Although SJS/TEN may occur at any age, mortality rates are notably higher among older adults [
15]. In elderly patients, it is essential to balance the therapeutic benefits of
H. pylori eradication with the potential risks. However, eradication efficacy and the frequency of adverse events did not significantly differ between elderly and younger populations, suggesting that age alone should not be considered a contraindication for therapy [
16]. Maastricht VI consensus also states that
H. pylori eradication offers the chance for gastric cancer prevention at any age in adulthood and the magnitude of the benefit decreases with age [
8]. Therefore, individualized risk–benefit assessment and close monitoring are particularly important when initiating eradication therapy in elderly patients.
While SJS/TEN can occur even in patients without a known penicillin allergy, thorough screening for drug hypersensitivity— especially to penicillin—remains essential to ensure the safety of eradication therapy [
17]. Detailed pre-treatment history taking and documentation should be routine practice. To facilitate this, the implementation of structured programs and electronic systems for allergy history management is warranted. Additionally, raising awareness among healthcare professionals regarding potential severe drug reactions is essential for improving safety, enhancing treatment success, and reducing unnecessary healthcare expenditures.

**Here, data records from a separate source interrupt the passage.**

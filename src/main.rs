use std::fs;
use std::path::PathBuf;
use std::process;

use anyhow::{anyhow, Context as _};
use clap::Parser;
use inkwell::context::Context;

use emberc::codegen::CodeGen;
use emberc::diagnostics::{self, Diagnostic};
use emberc::lexer::token::{Token, TokenKind};
use emberc::lexer::Lexer;
use emberc::parser::ast::{Expr, ExprKind, Item, ItemKind, Module, Stmt};
use emberc::sema::SemanticAnalyzer;

#[derive(Parser, Debug)]
#[command(name = "emberc", version, about = "Compiler for the Ember language")]
struct Cli {
    /// Input source file
    input: PathBuf,

    /// Write output to <FILE>
    #[arg(short = 'o', value_name = "FILE")]
    output: Option<PathBuf>,

    /// Emit textual LLVM IR instead of an object file
    #[arg(long = "emit-llvm")]
    emit_llvm: bool,

    /// Print the AST and exit
    #[arg(long = "emit-ast")]
    emit_ast: bool,

    /// Print the token stream and exit
    #[arg(long = "emit-tokens")]
    emit_tokens: bool,

    /// Announce each phase's completion
    #[arg(short, long)]
    verbose: bool,
}

fn main() {
    // Exit 1 on bad usage (clap's default of 2 is reserved here), 0 for
    // --help/--version.
    let cli = match Cli::try_parse() {
        Ok(cli) => cli,
        Err(err) => {
            let code = if err.use_stderr() { 1 } else { 0 };
            let _ = err.print();
            process::exit(code);
        }
    };

    if let Err(err) = run(&cli) {
        eprintln!("{err:#}");
        process::exit(1);
    }
}

fn run(cli: &Cli) -> anyhow::Result<()> {
    let path = cli.input.display().to_string();
    let source = fs::read_to_string(&cli.input)
        .with_context(|| format!("could not open input file '{path}'"))?;

    if cli.verbose {
        println!("Compiling: {path}");
    }

    // Lexical analysis
    let mut lexer = Lexer::new(&source);
    let tokens = lexer.tokenize_all();
    if lexer.has_errors() {
        report(&path, lexer.diagnostics());
        process::exit(1);
    }

    if cli.emit_tokens {
        print_tokens(&tokens);
        return Ok(());
    }

    if cli.verbose {
        println!("Lexing completed: {} tokens", tokens.len());
    }

    // Parsing
    let mut parser = emberc::parser::Parser::new(tokens);
    let module = parser.parse_module();
    if parser.has_errors() {
        report(&path, parser.diagnostics());
        process::exit(1);
    }

    if cli.emit_ast {
        print_ast(&module);
        return Ok(());
    }

    if cli.verbose {
        println!("Parsing completed");
    }

    // Semantic analysis
    let mut analyzer = SemanticAnalyzer::new();
    if !analyzer.analyze(&module) {
        report(&path, analyzer.diagnostics());
        process::exit(1);
    }
    for warning in analyzer.warnings() {
        eprintln!("{}", diagnostics::render(&path, warning));
    }

    if cli.verbose {
        println!("Semantic analysis completed");
    }

    // Code generation
    let context = Context::create();
    let mut codegen = CodeGen::new(&context, &path);
    codegen
        .generate(&module)
        .map_err(|err| anyhow!("code generation failed: {err}"))?;

    if cli.verbose {
        println!("Code generation completed");
        print!("{}", codegen.print_ir());
    }

    let output = cli
        .output
        .clone()
        .unwrap_or_else(|| default_output(&cli.input, cli.emit_llvm));

    let emitted = if cli.emit_llvm {
        codegen.emit_llvm_ir(&output)
    } else {
        codegen.emit_object_file(&output)
    };
    emitted.with_context(|| format!("failed to write output file '{}'", output.display()))?;

    if cli.verbose {
        println!("Output written to: {}", output.display());
    }

    Ok(())
}

/// Strip any final extension from the input path and append `.o` (or
/// `.ll` when emitting IR).
fn default_output(input: &PathBuf, emit_llvm: bool) -> PathBuf {
    input.with_extension(if emit_llvm { "ll" } else { "o" })
}

fn report(path: &str, diagnostics: &[Diagnostic]) {
    for diagnostic in diagnostics {
        eprintln!("{}", diagnostics::render(path, diagnostic));
    }
}

fn print_tokens(tokens: &[Token]) {
    for token in tokens {
        if token.kind == TokenKind::Eof {
            continue;
        }
        println!(
            "{}:{} {:?} \"{}\"",
            token.location.line, token.location.column, token.kind, token.lexeme
        );
    }
}

fn print_ast(module: &Module) {
    println!("Module: {}", module.name);
    for item in &module.items {
        print_item(item, 1);
    }
}

fn indent(depth: usize) {
    print!("{}", "  ".repeat(depth));
}

fn print_item(item: &Item, depth: usize) {
    indent(depth);
    match &item.kind {
        ItemKind::Function(function) => {
            println!("Function: {}", item.name);
            if let Some(body) = &function.body {
                print_expr(body, depth + 1);
            }
        }
        ItemKind::Struct { fields } => {
            println!("Struct: {}", item.name);
            for field in fields {
                indent(depth + 1);
                println!("Field: {}", field.name);
            }
        }
        ItemKind::Enum { variants } => {
            println!("Enum: {}", item.name);
            for variant in variants {
                indent(depth + 1);
                println!("Variant: {}", variant.name);
            }
        }
        ItemKind::Trait { items } => {
            println!("Trait: {}", item.name);
            for inner in items {
                print_item(inner, depth + 1);
            }
        }
        ItemKind::Impl { items, .. } => {
            println!("Impl: {}", item.name);
            for inner in items {
                print_item(inner, depth + 1);
            }
        }
        ItemKind::TypeAlias { .. } => println!("TypeAlias: {}", item.name),
        ItemKind::Module { items, .. } => {
            println!("Module: {}", item.name);
            for inner in items {
                print_item(inner, depth + 1);
            }
        }
        ItemKind::Import { path, .. } => println!("Import: {}", path.join("::")),
        ItemKind::Extern { items } => {
            println!("Extern");
            for inner in items {
                print_item(inner, depth + 1);
            }
        }
    }
}

fn print_stmt(stmt: &Stmt, depth: usize) {
    indent(depth);
    match stmt {
        Stmt::Let {
            pattern,
            initializer,
            ..
        } => {
            match pattern.binding_name() {
                Some(name) => println!("Let: {name}"),
                None => println!("Let"),
            }
            if let Some(init) = initializer {
                print_expr(init, depth + 1);
            }
        }
        Stmt::Expr { expr, .. } => {
            println!("ExprStmt");
            print_expr(expr, depth + 1);
        }
        Stmt::Item(item) => {
            println!("ItemStmt");
            print_item(item, depth + 1);
        }
    }
}

fn print_expr(expr: &Expr, depth: usize) {
    indent(depth);
    match &expr.kind {
        ExprKind::Literal(_) => println!("Literal"),
        ExprKind::Identifier(name) => println!("Identifier: {name}"),
        ExprKind::Binary { op, left, right } => {
            println!("Binary: {op:?}");
            print_expr(left, depth + 1);
            print_expr(right, depth + 1);
        }
        ExprKind::Unary { op, operand } => {
            println!("Unary: {op:?}");
            print_expr(operand, depth + 1);
        }
        ExprKind::Call { callee, args } => {
            println!("Call");
            print_expr(callee, depth + 1);
            for arg in args {
                print_expr(arg, depth + 1);
            }
        }
        ExprKind::Index { object, index } => {
            println!("Index");
            print_expr(object, depth + 1);
            print_expr(index, depth + 1);
        }
        ExprKind::FieldAccess { object, field } => {
            println!("FieldAccess: {field}");
            print_expr(object, depth + 1);
        }
        ExprKind::Cast { value, .. } => {
            println!("Cast");
            print_expr(value, depth + 1);
        }
        ExprKind::StructLiteral { path, fields } => {
            println!("StructLiteral: {}", path.join("::"));
            for field in fields {
                print_expr(&field.value, depth + 1);
            }
        }
        ExprKind::ArrayLiteral(elements) => {
            println!("ArrayLiteral");
            for element in elements {
                print_expr(element, depth + 1);
            }
        }
        ExprKind::ArrayRepeat { value, count } => {
            println!("ArrayRepeat");
            print_expr(value, depth + 1);
            print_expr(count, depth + 1);
        }
        ExprKind::Tuple(elements) => {
            println!("Tuple");
            for element in elements {
                print_expr(element, depth + 1);
            }
        }
        ExprKind::Block { stmts, tail } => {
            println!("Block");
            for stmt in stmts {
                print_stmt(stmt, depth + 1);
            }
            if let Some(tail) = tail {
                print_expr(tail, depth + 1);
            }
        }
        ExprKind::If {
            condition,
            then_branch,
            else_branch,
        } => {
            println!("If");
            print_expr(condition, depth + 1);
            print_expr(then_branch, depth + 1);
            if let Some(else_branch) = else_branch {
                print_expr(else_branch, depth + 1);
            }
        }
        ExprKind::Match { scrutinee, arms } => {
            println!("Match");
            print_expr(scrutinee, depth + 1);
            for arm in arms {
                print_expr(&arm.body, depth + 1);
            }
        }
        ExprKind::Range { start, end, .. } => {
            println!("Range");
            if let Some(start) = start {
                print_expr(start, depth + 1);
            }
            if let Some(end) = end {
                print_expr(end, depth + 1);
            }
        }
        ExprKind::Return(value) => {
            println!("Return");
            if let Some(value) = value {
                print_expr(value, depth + 1);
            }
        }
        ExprKind::While { condition, body } => {
            println!("While");
            print_expr(condition, depth + 1);
            print_expr(body, depth + 1);
        }
        ExprKind::For {
            pattern,
            iterator,
            body,
        } => {
            match pattern.binding_name() {
                Some(name) => println!("For: {name}"),
                None => println!("For"),
            }
            print_expr(iterator, depth + 1);
            print_expr(body, depth + 1);
        }
        ExprKind::Break(_) => println!("Break"),
        ExprKind::Continue(_) => println!("Continue"),
    }
}
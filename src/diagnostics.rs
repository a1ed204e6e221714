use std::fmt;

use crate::lexer::token::SourceLocation;

#[derive(Debug, Clone, Copy, PartialEq, Eq)]
pub enum Severity {
    Error,
    Warning,
}

impl fmt::Display for Severity {
    fn fmt(&self, f: &mut fmt::Formatter<'_>) -> fmt::Result {
        match self {
            Severity::Error => write!(f, "error"),
            Severity::Warning => write!(f, "warning"),
        }
    }
}

/// A single located message produced by any compiler phase.
#[derive(Debug, Clone, PartialEq)]
pub struct Diagnostic {
    pub severity: Severity,
    pub message: String,
    pub location: SourceLocation,
}

impl Diagnostic {
    pub fn error(message: impl Into<String>, location: SourceLocation) -> Self {
        Self {
            severity: Severity::Error,
            message: message.into(),
            location,
        }
    }

    pub fn warning(message: impl Into<String>, location: SourceLocation) -> Self {
        Self {
            severity: Severity::Warning,
            message: message.into(),
            location,
        }
    }

    pub fn is_error(&self) -> bool {
        self.severity == Severity::Error
    }
}

/// Render a diagnostic as `path:line:column: error: <message>`.
pub fn render(path: &str, diagnostic: &Diagnostic) -> String {
    format!(
        "{}:{}:{}: {}: {}",
        path,
        diagnostic.location.line,
        diagnostic.location.column,
        diagnostic.severity,
        diagnostic.message
    )
}

pub fn has_errors(diagnostics: &[Diagnostic]) -> bool {
    diagnostics.iter().any(Diagnostic::is_error)
}
//! emberc — an ahead-of-time compiler for the Ember language.
//!
//! The pipeline is strictly one-way: source text → tokens → AST →
//! (checked AST, symbol tables) → LLVM module → object or textual-IR
//! file. The [`Compiler`] facade runs the front-end phases; code
//! generation is driven separately because the LLVM module borrows its
//! context.

pub mod codegen;
pub mod diagnostics;
pub mod lexer;
pub mod parser;
pub mod sema;

use thiserror::Error;

use diagnostics::Diagnostic;
use parser::ast;

/// Compiler version.
pub const VERSION: &str = env!("CARGO_PKG_VERSION");

/// Pipeline-level errors. The per-phase variants carry the collected
/// diagnostics for the driver to render.
#[derive(Debug, Error)]
pub enum CompileError {
    #[error("lexical analysis failed")]
    Lex(Vec<Diagnostic>),
    #[error("parsing failed")]
    Parse(Vec<Diagnostic>),
    #[error("semantic analysis failed")]
    Sema(Vec<Diagnostic>),
    #[error(transparent)]
    Codegen(#[from] codegen::CodegenError),
}

impl CompileError {
    pub fn diagnostics(&self) -> &[Diagnostic] {
        match self {
            CompileError::Lex(diagnostics)
            | CompileError::Parse(diagnostics)
            | CompileError::Sema(diagnostics) => diagnostics,
            CompileError::Codegen(_) => &[],
        }
    }
}

/// Front-end facade: lex, parse, and analyze a single source buffer.
pub struct Compiler;

impl Compiler {
    pub fn new() -> Self {
        Self
    }

    /// Run the front end and hand back the checked module. Each phase must
    /// finish without errors before the next may start.
    pub fn compile_source(&self, source: &str) -> Result<ast::Module, CompileError> {
        let tokens = lexer::lex(source).map_err(CompileError::Lex)?;

        let mut parser = parser::Parser::new(tokens);
        let module = parser.parse_module();
        if parser.has_errors() {
            return Err(CompileError::Parse(parser.into_diagnostics()));
        }

        let mut analyzer = sema::SemanticAnalyzer::new();
        if !analyzer.analyze(&module) {
            return Err(CompileError::Sema(analyzer.into_diagnostics()));
        }

        Ok(module)
    }
}

impl Default for Compiler {
    fn default() -> Self {
        Self::new()
    }
}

In summary, this case highlights the rare but serious risk of SJS/TEN associated with standard H. pylori eradication therapy. As H. pylori eradication therapy continues to expand and treatment becomes more widely implemented, especially in elderly patient, clinicians should be aware of the potential adverse drug reactions and provide appropriate patient education prior to treatment. A proactive, risk-stratified approach, underpinned by multidisciplinary collaboration and structured monitoring systems, is key to maximizing therapeutic safety and efficacy across all patient populations, including the elderly.